It was sad enough to find out that apparently North Korea could blackmail us into keeping a movie it doesn’t like out of theaters [at least initially]. (Though to be sure, I am looking forward to seeing Proletarian Youth Salute the Spirit of Dear Leader next Christmas — I’m told it’s going to get a 100-percent rating on Rotten Tomatoes.) But this, from the Sony e-mail leaks, is even worse:
According to Radar, a producer, whose name was removed from the emails, sent the concerns to Sony Chairman and CEO Michael Lynton. In the emails, the producer suggested that Sony not cast black actors in films with an international market. “No, I am not saying The Equalizer should not have been made or that African-American actors should not have been used (I personally think Denzel is the best actor of his generation),” the producer stated in the email.” I believe that the international motion-picture audience is racist — in general, pictures with an African-American lead don’t play well overseas,” the producer wrote. “But Sony sometimes seems to disregard that a picture must work well internationally to both maximize returns and reduce risk, especially pics with decent-size budgets.”

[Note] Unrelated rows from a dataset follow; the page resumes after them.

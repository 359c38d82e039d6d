//! Error types for sync-client.

use sync_store::StoreError;
use sync_types::{Collection, TypesError};
use thiserror::Error;

use crate::config::ConfigError;

/// Client errors.
///
/// Remote failures are absent on purpose: they are recorded on the queue
/// entry by the engine, never returned to the writer.
#[derive(Debug, Error)]
pub enum ClientError {
    /// Local storage error.
    #[error("storage error: {0}")]
    Store(#[from] StoreError),

    /// Data model error.
    #[error("data model error: {0}")]
    Types(#[from] TypesError),

    /// Entity could not be mapped to or from a record.
    #[error("mapping error: {0}")]
    Mapping(String),

    /// Configuration error.
    #[error("configuration error: {0}")]
    Config(#[from] ConfigError),

    /// Upsert on a collection without a declared conflict key.
    #[error("collection {0} has no declared conflict key")]
    MissingConflictKey(Collection),

    /// Irreversible maintenance called without confirmation.
    #[error("{operation} is irreversible and requires explicit confirmation")]
    ConfirmationRequired {
        /// The refused operation.
        operation: &'static str,
    },
}

#[cfg(test)]
mod tests {
    use super::*;

    #[test]
    fn confirmation_required_display() {
        let err = ClientError::ConfirmationRequired {
            operation: "purge_all",
        };
        assert_eq!(
            err.to_string(),
            "purge_all is irreversible and requires explicit confirmation"
        );
    }

    #[test]
    fn store_errors_convert() {
        let err: ClientError = StoreError::InvalidRow("bad".into()).into();
        assert!(matches!(err, ClientError::Store(_)));
    }
}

Ironically, The Equalizer went on to make $191 million at theaters worldwide, and almost half of the ticket sales were international.

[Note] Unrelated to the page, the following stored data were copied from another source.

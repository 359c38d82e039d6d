//! Mock remote store for testing.
//!
//! Keeps tables in memory, logs every call, and can be told to fail the next
//! calls or to enforce the constraints a PostgreSQL schema would (UUID keys,
//! foreign keys, unique ids).

use super::RemoteStore;
use async_trait::async_trait;
use std::collections::{BTreeMap, VecDeque};
use std::sync::{Arc, Mutex, MutexGuard};
use std::time::Duration;
use sync_types::{codes, Collection, EntityId, EntityRecord, RemoteError};

/// Which remote call was made.
#[derive(Debug, Clone, Copy, PartialEq, Eq)]
pub enum RemoteMethod {
    /// `insert()`
    Insert,
    /// `update()`
    Update,
    /// `upsert()`
    Upsert,
    /// `delete()`
    Delete,
    /// `list()`
    List,
}

/// One logged remote call.
#[derive(Debug, Clone, PartialEq, Eq)]
pub struct RemoteCall {
    /// The call made.
    pub method: RemoteMethod,
    /// Target collection.
    pub collection: String,
    /// Targeted record, absent for `list()`.
    pub id: Option<EntityId>,
}

#[derive(Debug, Clone)]
struct ForeignKey {
    collection: String,
    field: String,
    references: String,
}

/// Mock remote store for testing.
///
/// Clones share state, so a test can keep a handle while the engine owns
/// another.
#[derive(Debug, Default, Clone)]
pub struct MockRemote {
    inner: Arc<Mutex<MockRemoteInner>>,
}

#[derive(Debug, Default)]
struct MockRemoteInner {
    tables: BTreeMap<String, Vec<EntityRecord>>,
    calls: Vec<RemoteCall>,
    fail_next: VecDeque<RemoteError>,
    uuid_ids: bool,
    foreign_keys: Vec<ForeignKey>,
    latency: Option<Duration>,
}

impl MockRemote {
    /// Create a new, empty mock remote.
    pub fn new() -> Self {
        Self::default()
    }

    fn inner(&self) -> MutexGuard<'_, MockRemoteInner> {
        self.inner.lock().unwrap_or_else(|e| e.into_inner())
    }

    /// Reject ids that are not UUIDs with `22P02`, like a `uuid` primary key.
    pub fn require_uuid_ids(&self) {
        self.inner().uuid_ids = true;
    }

    /// Declare that `collection.field` must reference an existing id in
    /// `references` (`23503` otherwise).
    pub fn add_foreign_key(&self, collection: &str, field: &str, references: &str) {
        self.inner().foreign_keys.push(ForeignKey {
            collection: collection.to_string(),
            field: field.to_string(),
            references: references.to_string(),
        });
    }

    /// Delay every call by `latency`.
    pub fn set_latency(&self, latency: Duration) {
        self.inner().latency = Some(latency);
    }

    /// Cause the next call to fail with the given error.
    pub fn fail_next(&self, error: RemoteError) {
        self.inner().fail_next.push_back(error);
    }

    /// Cause the next `count` calls to fail with the given error.
    pub fn fail_next_n(&self, count: usize, error: RemoteError) {
        let mut inner = self.inner();
        for _ in 0..count {
            inner.fail_next.push_back(error.clone());
        }
    }

    /// Put records straight into a remote table, bypassing all checks.
    pub fn seed(&self, collection: &str, records: Vec<EntityRecord>) {
        self.inner()
            .tables
            .entry(collection.to_string())
            .or_default()
            .extend(records);
    }

    /// Current contents of a remote table.
    pub fn records(&self, collection: &str) -> Vec<EntityRecord> {
        self.inner()
            .tables
            .get(collection)
            .cloned()
            .unwrap_or_default()
    }

    /// Every call made so far, oldest first.
    pub fn calls(&self) -> Vec<RemoteCall> {
        self.inner().calls.clone()
    }

    /// Number of calls that targeted the given record id.
    pub fn calls_for(&self, id: &str) -> usize {
        self.inner()
            .calls
            .iter()
            .filter(|c| c.id.as_ref().map(EntityId::as_str) == Some(id))
            .count()
    }

    /// Log the call, apply latency, and return any injected failure.
    async fn begin(
        &self,
        method: RemoteMethod,
        collection: &Collection,
        id: Option<&EntityId>,
    ) -> Result<(), RemoteError> {
        let latency = {
            let mut inner = self.inner();
            inner.calls.push(RemoteCall {
                method,
                collection: collection.to_string(),
                id: id.cloned(),
            });
            inner.latency
        };

        if let Some(latency) = latency {
            tokio::time::sleep(latency).await;
        }

        match self.inner().fail_next.pop_front() {
            Some(error) => Err(error),
            None => Ok(()),
        }
    }
}

impl MockRemoteInner {
    fn check_id(&self, id: &EntityId) -> Result<(), RemoteError> {
        if self.uuid_ids && !id.is_uuid() {
            return Err(RemoteError::Api {
                status: 400,
                code: Some(codes::INVALID_TEXT_REPRESENTATION.to_string()),
                message: format!("invalid input syntax for type uuid: \"{}\"", id),
            });
        }
        Ok(())
    }

    fn check_references(
        &self,
        collection: &Collection,
        record: &EntityRecord,
    ) -> Result<(), RemoteError> {
        for fk in self
            .foreign_keys
            .iter()
            .filter(|fk| fk.collection == collection.as_str())
        {
            let Some(value) = record.field_value(&fk.field) else {
                continue;
            };
            let Some(target) = value.as_str() else {
                continue;
            };
            let exists = self
                .tables
                .get(&fk.references)
                .is_some_and(|rows| rows.iter().any(|r| r.id.as_str() == target));
            if !exists {
                return Err(RemoteError::Api {
                    status: 409,
                    code: Some(codes::FOREIGN_KEY_VIOLATION.to_string()),
                    message: format!(
                        "insert or update on table \"{}\" violates foreign key constraint \"{}_{}_fkey\"",
                        fk.collection, fk.collection, fk.field
                    ),
                });
            }
        }
        Ok(())
    }

    fn table(&mut self, collection: &Collection) -> &mut Vec<EntityRecord> {
        self.tables.entry(collection.to_string()).or_default()
    }
}

#[async_trait]
impl RemoteStore for MockRemote {
    async fn insert(
        &self,
        collection: &Collection,
        record: &EntityRecord,
    ) -> Result<EntityRecord, RemoteError> {
        self.begin(RemoteMethod::Insert, collection, Some(&record.id))
            .await?;

        let mut inner = self.inner();
        inner.check_id(&record.id)?;
        inner.check_references(collection, record)?;

        let table = inner.table(collection);
        if table.iter().any(|r| r.id == record.id) {
            return Err(RemoteError::Api {
                status: 409,
                code: Some(codes::UNIQUE_VIOLATION.to_string()),
                message: format!(
                    "duplicate key value violates unique constraint \"{}_pkey\"",
                    collection
                ),
            });
        }
        table.push(record.clone());
        Ok(record.clone())
    }

    async fn update(
        &self,
        collection: &Collection,
        record: &EntityRecord,
    ) -> Result<EntityRecord, RemoteError> {
        self.begin(RemoteMethod::Update, collection, Some(&record.id))
            .await?;

        let mut inner = self.inner();
        inner.check_id(&record.id)?;
        inner.check_references(collection, record)?;

        let existing = inner
            .table(collection)
            .iter_mut()
            .find(|r| r.id == record.id)
            .ok_or(RemoteError::NotFound)?;
        *existing = record.clone();
        Ok(record.clone())
    }

    async fn upsert(
        &self,
        collection: &Collection,
        record: &EntityRecord,
        conflict_key: &[String],
    ) -> Result<EntityRecord, RemoteError> {
        self.begin(RemoteMethod::Upsert, collection, Some(&record.id))
            .await?;

        let mut inner = self.inner();
        inner.check_id(&record.id)?;
        inner.check_references(collection, record)?;

        let table = inner.table(collection);
        let matches_key = |other: &EntityRecord| {
            conflict_key.iter().all(|field| {
                let ours = record.field_value(field);
                ours.is_some() && other.field_value(field) == ours
            })
        };
        match table.iter_mut().find(|r| matches_key(&**r)) {
            Some(existing) => *existing = record.clone(),
            None => table.push(record.clone()),
        }
        Ok(record.clone())
    }

    async fn delete(&self, collection: &Collection, id: &EntityId) -> Result<(), RemoteError> {
        self.begin(RemoteMethod::Delete, collection, Some(id)).await?;

        let mut inner = self.inner();
        inner.check_id(id)?;

        let table = inner.table(collection);
        let position = table
            .iter()
            .position(|r| &r.id == id)
            .ok_or(RemoteError::NotFound)?;
        table.remove(position);
        Ok(())
    }

    async fn list(&self, collection: &Collection) -> Result<Vec<EntityRecord>, RemoteError> {
        self.begin(RemoteMethod::List, collection, None).await?;
        Ok(self.records(collection.as_str()))
    }
}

For a film with a $55 million budget, $191 million is not a horrifying performance by any means. It will have made money. But the movie underperformed abroad. A movie like Iron Man 3 can take twice its domestic gross in international box office; The Equalizer made less abroad than it did here.
Now, maybe that’s not racism; maybe that’s just the kinds of roles that Denzel Washington plays. (The third Men in Black movie did very well abroad; Washington tends to do one-off pictures, not the kinds of tentpole franchise films that gross hundreds of millions in other countries.)
But it’s not implausible, either; we tend to think of racism as an American problem when in fact it’s a quite human problem that’s found all over the world. And if that producer is right, then the globalization of the film market would not only mean the problems I’ve complained about before — flat characters, dumbed-down dialogue, an increasing reliance on explosions and car chases that don’t need to be translated across cultures — but also importing the racial biases of foreigners to add to our own.
Megan McArdle is a Bloomberg View columnist who writes on economics, business and public policy.